Palin's Alternate Universe

Sarah Palin is the perfect exclamation point to the Bush years.

Bob Herbert , NY Times, Oct. 4

We’ve lived through nearly two terms of an administration that believed it could create its own reality:
“Deficits don’t matter.” “Brownie, you’re doing a heckuva job.” “Those weapons of mass destruction must be somewhere.”

Now comes Ms. Palin, a smiling, bubbly vice-presidential candidate who travels in an alternate language universe. For Ms. Palin, such things as context, syntax and the proximity of answers to questions have no meaning.

In her closing remarks at the vice-presidential debate Thursday night, Ms. Palin referred earnestly, if loosely, to a quote from Ronald Reagan. He had warned that if Americans weren’t vigilant in protecting their freedom, they would find themselves spending their “sunset years telling our children and our children’s children what it was like in America when men were free.”

What Ms.
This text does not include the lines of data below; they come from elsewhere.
//! Prometheus metrics for feed-service
//!
//! HTTP request metrics live here; fan-out pipeline metrics in [`fanout`].
//! Everything registers with the default registry and is exported at `/metrics`.

pub mod fanout;

use actix_web::HttpResponse;
use once_cell::sync::Lazy;
use prometheus::{
    register_histogram_vec, register_int_counter_vec, Encoder, HistogramVec, IntCounterVec,
    TextEncoder,
};
use std::time::Duration;

static HTTP_REQUESTS_TOTAL: Lazy<IntCounterVec> = Lazy::new(|| {
    register_int_counter_vec!(
        "feed_service_http_requests_total",
        "HTTP requests handled, by route and status",
        &["method", "route", "status"]
    )
    .expect("Failed to register HTTP requests metric")
});

static HTTP_REQUEST_DURATION_SECONDS: Lazy<HistogramVec> = Lazy::new(|| {
    register_histogram_vec!(
        "feed_service_http_request_duration_seconds",
        "HTTP request latency, by route",
        &["method", "route"],
        vec![0.001, 0.005, 0.01, 0.025, 0.05, 0.1, 0.25, 0.5, 1.0, 2.5]
    )
    .expect("Failed to register HTTP duration metric")
});

/// Record one handled request. `route` should be the matched pattern so
/// that path parameters do not explode label cardinality.
pub fn observe_http_request(method: &str, route: &str, status: u16, elapsed: Duration) {
    HTTP_REQUESTS_TOTAL
        .with_label_values(&[method, route, &status.to_string()])
        .inc();
    HTTP_REQUEST_DURATION_SECONDS
        .with_label_values(&[method, route])
        .observe(elapsed.as_secs_f64());
}

/// `GET /metrics` in the Prometheus text format
pub async fn serve_metrics() -> HttpResponse {
    let encoder = TextEncoder::new();
    let mut buffer = Vec::new();

    match encoder.encode(&prometheus::gather(), &mut buffer) {
        Ok(()) => HttpResponse::Ok()
            .content_type(encoder.format_type())
            .body(buffer),
        Err(e) => {
            tracing::error!(error = %e, "Failed to encode metrics");
            HttpResponse::InternalServerError().finish()
        }
    }
}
Palin didn’t say was that the menace to freedom that Reagan was talking about was Medicare. As the historian Robert Dallek has pointed out, Reagan “saw Medicare as the advance wave of socialism, which would ‘invade every area of freedom in this country.’ ”
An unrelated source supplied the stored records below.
use crate::db::PostStore;
use crate::error::{ServiceError, ServiceResult};
use crate::jobs::FanoutDispatcher;
use crate::middleware::AuthenticatedUser;
use crate::models::{NewPost, PostDetail, PublishedPost};
use crate::services::normalize::{escape_for_url, filter_unique, generate_slug_id, normalize_tags};
use serde::Deserialize;
use std::sync::Arc;
use tracing::{debug, info};
use uuid::Uuid;
use validator::Validate;

/// Body of `POST /api/v1/posts`
#[derive(Debug, Clone, Deserialize, Validate)]
#[serde(rename_all = "camelCase")]
pub struct WritePostRequest {
    #[validate(length(min = 1, max = 120))]
    pub title: String,
    #[validate(length(min = 1))]
    pub body: String,
    pub short_description: Option<String>,
    #[validate(url)]
    pub thumbnail: Option<String>,
    pub is_markdown: bool,
    pub is_temp: bool,
    pub meta: Option<serde_json::Value>,
    /// Category ids as sent by the client; checked against the author's own
    pub categories: Vec<String>,
    pub tags: Vec<String>,
    #[validate(length(max = 130))]
    pub url_slug: Option<String>,
}

/// Writes posts and hands published ones to the fan-out queue
#[derive(Clone)]
pub struct PostService {
    store: Arc<dyn PostStore>,
    dispatcher: FanoutDispatcher,
}

impl PostService {
    pub fn new(store: Arc<dyn PostStore>, dispatcher: FanoutDispatcher) -> Self {
        Self { store, dispatcher }
    }

    pub async fn write_post(
        &self,
        author: &AuthenticatedUser,
        req: WritePostRequest,
    ) -> ServiceResult<PostDetail> {
        req.validate()?;

        let meta = match req.meta {
            None => serde_json::json!({}),
            Some(value) if value.is_object() => value,
            Some(_) => {
                return Err(ServiceError::Validation("meta must be an object".to_string()))
            }
        };

        let tag_names = normalize_tags(&req.tags);
        let category_ids = parse_category_ids(&req.categories)?;

        let owned = self.store.owned_category_ids(author.id).await?;
        if let Some(invalid) = category_ids.iter().find(|id| !owned.contains(id)) {
            return Err(ServiceError::InvalidCategory(invalid.to_string()));
        }

        let tags = self.store.resolve_tags(&tag_names).await?;
        let url_slug = build_url_slug(&req.title, req.url_slug.as_deref());
        let is_temp = req.is_temp;

        let detail = self
            .store
            .create_post(NewPost {
                author_id: author.id,
                author_username: author.username.clone(),
                title: req.title,
                body: req.body,
                short_description: req.short_description,
                thumbnail: req.thumbnail,
                is_markdown: req.is_markdown,
                is_temp,
                url_slug,
                meta,
                tags: tags.clone(),
                category_ids,
            })
            .await?;

        info!(
            post_id = %detail.post.id,
            author_id = %author.id,
            is_temp,
            tags = tags.len(),
            "Post written"
        );

        if is_temp {
            debug!(post_id = %detail.post.id, "Draft post, skipping fan-out");
        } else {
            self.dispatcher.enqueue(PublishedPost {
                post_id: detail.post.id,
                author_id: author.id,
                author_username: author.username.clone(),
                tags,
            });
        }

        Ok(detail)
    }
}

/// Unique category ids; the first malformed one is reported as invalid
fn parse_category_ids(raw: &[String]) -> ServiceResult<Vec<Uuid>> {
    let ids = raw
        .iter()
        .map(|id| Uuid::parse_str(id).map_err(|_| ServiceError::InvalidCategory(id.clone())))
        .collect::<ServiceResult<Vec<Uuid>>>()?;
    Ok(filter_unique(&ids))
}

/// Escaped `requested` slug, or `title` plus a random id when none usable was given
fn build_url_slug(title: &str, requested: Option<&str>) -> String {
    if let Some(slug) = requested.map(escape_for_url).filter(|s| !s.is_empty()) {
        return slug;
    }

    let slug_id = generate_slug_id();
    let generated = escape_for_url(&format!("{} {}", title, slug_id));
    if generated.is_empty() {
        slug_id
    } else {
        generated
    }
}

#[cfg(test)]
mod tests {
    use super::*;
    use crate::config::FanoutConfig;
    use crate::db::store::{
        MockFeedStore, MockFollowerStore, MockPostStore, MockTagSubscriberStore,
    };
    use crate::jobs::{channel, FanoutWorker};
    use crate::models::{Post, TagRef};
    use crate::services::fanout::FanoutService;

    fn author() -> AuthenticatedUser {
        AuthenticatedUser {
            id: Uuid::new_v4(),
            username: "velopert".into(),
        }
    }

    /// Dispatcher whose queue holds a single job, so a second enqueue
    /// reports whether the first slot was taken
    fn single_slot_dispatcher() -> (FanoutDispatcher, FanoutWorker) {
        let service = FanoutService::new(
            Arc::new(MockFollowerStore::new()),
            Arc::new(MockTagSubscriberStore::new()),
            Arc::new(MockFeedStore::new()),
            &FanoutConfig::default(),
        );
        let config = FanoutConfig {
            queue_capacity: 1,
            ..FanoutConfig::default()
        };
        channel(service, &config)
    }

    fn probe() -> PublishedPost {
        PublishedPost {
            post_id: Uuid::new_v4(),
            author_id: Uuid::new_v4(),
            author_username: "probe".into(),
            tags: vec![],
        }
    }

    fn stored(new_post: NewPost) -> PostDetail {
        let now = chrono::Utc::now();
        PostDetail {
            post: Post {
                id: Uuid::new_v4(),
                user_id: new_post.author_id,
                title: new_post.title,
                body: new_post.body,
                short_description: new_post.short_description,
                thumbnail: new_post.thumbnail,
                is_markdown: new_post.is_markdown,
                is_temp: new_post.is_temp,
                url_slug: new_post.url_slug,
                meta: new_post.meta,
                created_at: now,
                updated_at: now,
            },
            tags: new_post.tags.into_iter().map(|t| t.name).collect(),
            categories: vec![],
        }
    }

    fn store_resolving_tags() -> MockPostStore {
        let mut store = MockPostStore::new();
        store.expect_owned_category_ids().returning(|_| Ok(vec![]));
        store.expect_resolve_tags().returning(|names| {
            Ok(names
                .iter()
                .map(|name| TagRef {
                    id: Uuid::new_v4(),
                    name: name.clone(),
                })
                .collect())
        });
        store
    }

    #[tokio::test]
    async fn test_published_post_is_enqueued() {
        let mut store = store_resolving_tags();
        store
            .expect_create_post()
            .times(1)
            .returning(|new_post| Ok(stored(new_post)));
        let (dispatcher, _worker) = single_slot_dispatcher();
        let service = PostService::new(Arc::new(store), dispatcher.clone());

        let detail = service.write_post(&author(), request()).await.unwrap();
        assert_eq!(detail.tags, vec!["rust".to_string()]);
        assert!(!dispatcher.enqueue(probe()));
    }

    #[tokio::test]
    async fn test_draft_post_is_not_enqueued() {
        let mut store = store_resolving_tags();
        store
            .expect_create_post()
            .returning(|new_post| Ok(stored(new_post)));
        let (dispatcher, _worker) = single_slot_dispatcher();
        let service = PostService::new(Arc::new(store), dispatcher.clone());

        let mut req = request();
        req.is_temp = true;
        service.write_post(&author(), req).await.unwrap();
        assert!(dispatcher.enqueue(probe()));
    }

    #[tokio::test]
    async fn test_foreign_category_is_rejected_before_writing() {
        let owned = Uuid::new_v4();
        let foreign = Uuid::new_v4();
        let mut store = MockPostStore::new();
        store
            .expect_owned_category_ids()
            .returning(move |_| Ok(vec![owned]));
        store.expect_resolve_tags().never();
        store.expect_create_post().never();
        let (dispatcher, _worker) = single_slot_dispatcher();
        let service = PostService::new(Arc::new(store), dispatcher);

        let mut req = request();
        req.categories = vec![owned.to_string(), foreign.to_string(), owned.to_string()];
        let err = service.write_post(&author(), req).await.unwrap_err();
        assert!(matches!(err, ServiceError::InvalidCategory(id) if id == foreign.to_string()));
    }

    #[tokio::test]
    async fn test_malformed_category_is_rejected_before_lookup() {
        let mut store = MockPostStore::new();
        store.expect_owned_category_ids().never();
        store.expect_create_post().never();
        let (dispatcher, _worker) = single_slot_dispatcher();
        let service = PostService::new(Arc::new(store), dispatcher);

        let mut req = request();
        req.categories = vec!["not-a-uuid".into()];
        let err = service.write_post(&author(), req).await.unwrap_err();
        assert!(matches!(err, ServiceError::InvalidCategory(id) if id == "not-a-uuid"));
    }

    #[test]
    fn test_category_ids_are_deduplicated() {
        let id = Uuid::new_v4();
        let raw = vec![id.to_string(), id.to_string()];
        assert_eq!(parse_category_ids(&raw).unwrap(), vec![id]);
    }

    #[tokio::test]
    async fn test_tags_are_normalised_before_resolution() {
        let mut store = MockPostStore::new();
        store.expect_owned_category_ids().returning(|_| Ok(vec![]));
        store
            .expect_resolve_tags()
            .withf(|names: &[String]| names == ["react native".to_string(), "redux".to_string()])
            .times(1)
            .returning(|_| Ok(vec![]));
        store
            .expect_create_post()
            .returning(|new_post| Ok(stored(new_post)));
        let (dispatcher, _worker) = single_slot_dispatcher();
        let service = PostService::new(Arc::new(store), dispatcher);

        let mut req = request();
        req.tags = vec!["react-native".into(), "redux".into(), "react-native".into()];
        service.write_post(&author(), req).await.unwrap();
    }

    #[tokio::test]
    async fn test_meta_must_be_object() {
        let mut store = MockPostStore::new();
        store.expect_owned_category_ids().never();
        let (dispatcher, _worker) = single_slot_dispatcher();
        let service = PostService::new(Arc::new(store), dispatcher);

        let mut req = request();
        req.meta = Some(serde_json::json!([1, 2]));
        let err = service.write_post(&author(), req).await.unwrap_err();
        assert!(matches!(err, ServiceError::Validation(_)));
    }

    fn request() -> WritePostRequest {
        serde_json::from_value(serde_json::json!({
            "title": "Hello velog",
            "body": "# first post",
            "isMarkdown": true,
            "isTemp": false,
            "categories": [],
            "tags": ["rust"],
        }))
        .unwrap()
    }

    #[test]
    fn test_request_uses_camel_case() {
        let req: WritePostRequest = serde_json::from_value(serde_json::json!({
            "title": "t",
            "body": "b",
            "shortDescription": "short",
            "thumbnail": null,
            "isMarkdown": false,
            "isTemp": true,
            "categories": [],
            "tags": [],
            "urlSlug": "custom-slug",
        }))
        .unwrap();

        assert_eq!(req.short_description.as_deref(), Some("short"));
        assert!(req.is_temp);
        assert_eq!(req.url_slug.as_deref(), Some("custom-slug"));
    }

    #[test]
    fn test_validation_limits() {
        assert!(request().validate().is_ok());

        let mut req = request();
        req.title = String::new();
        assert!(req.validate().is_err());

        let mut req = request();
        req.title = "x".repeat(121);
        assert!(req.validate().is_err());

        let mut req = request();
        req.thumbnail = Some("not a url".into());
        assert!(req.validate().is_err());

        let mut req = request();
        req.url_slug = Some("s".repeat(131));
        assert!(req.validate().is_err());
    }

    #[test]
    fn test_url_slug_prefers_requested() {
        assert_eq!(build_url_slug("Title", Some("my custom slug")), "my-custom-slug");
    }

    #[test]
    fn test_url_slug_generated_from_title() {
        let slug = build_url_slug("Hello World", None);
        assert!(slug.starts_with("Hello-World-"));
        assert_eq!(slug.len(), "Hello-World-".len() + 8);

        let slug = build_url_slug("Hello", Some("!!!"));
        assert!(slug.starts_with("Hello-"));
    }
}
Does Ms. Palin agree with that Looney Tunes notion? Or was this just another case of the aw-shucks, darn-right, I’m-just-a-hockey-mom governor of Alaska mouthing something completely devoid of meaning?

Here’s Ms. Palin during the debate: “Say it ain’t so, Joe! There you go pointing backwards again ... Now, doggone it, let’s look ahead and tell Americans what we have to plan to do for them in the future. You mentioned education, and I’m glad you did. I know education you are passionate about with your wife being a teacher for 30 years, and God bless her. Her reward is in heaven, right?”

If Governor Palin didn’t like a question, or didn’t know the answer, she responded as though some other question had been asked. She made no bones about this, saying early in the debate: “I may not answer the questions the way that either the moderator or you want to hear.”

The problem with Ms. Palin’s candidacy is that John McCain might actually win this election, and then if something terrible happened, the country could be left with little more than an exclamation point as president.

After Ms. Palin had woven one of her particularly impenetrable linguistic webs, Joe Biden turned to the debate’s moderator, Gwen Ifill, and said: “Gwen, I don’t know where to start.”

Of course he didn’t know where to start because Ms. Palin’s words don’t mean anything. She’s all punctuation.

This is such a serious moment in American history that it’s hard to believe that someone with Ms. Palin’s limited skills could possibly be playing a leadership role. On the day before the debate, the commander of NATO forces in Afghanistan, Gen. David McKiernan, made an urgent appeal for more troops, saying the additional “boots on the ground,” as well as more helicopters and other vital equipment, were “needed as quickly as possible.”

The morning after the debate, the Labor Department announced that the employment situation in the U.S. had deteriorated even more than experts had expected. The nation lost nearly 160,000 jobs in September, more than double the monthly losses in July and August.

Conditions are probably worse than even those numbers indicate because the government’s statistics do not yet reflect the response of employers to the credit crisis that has taken such a hold in the last few weeks.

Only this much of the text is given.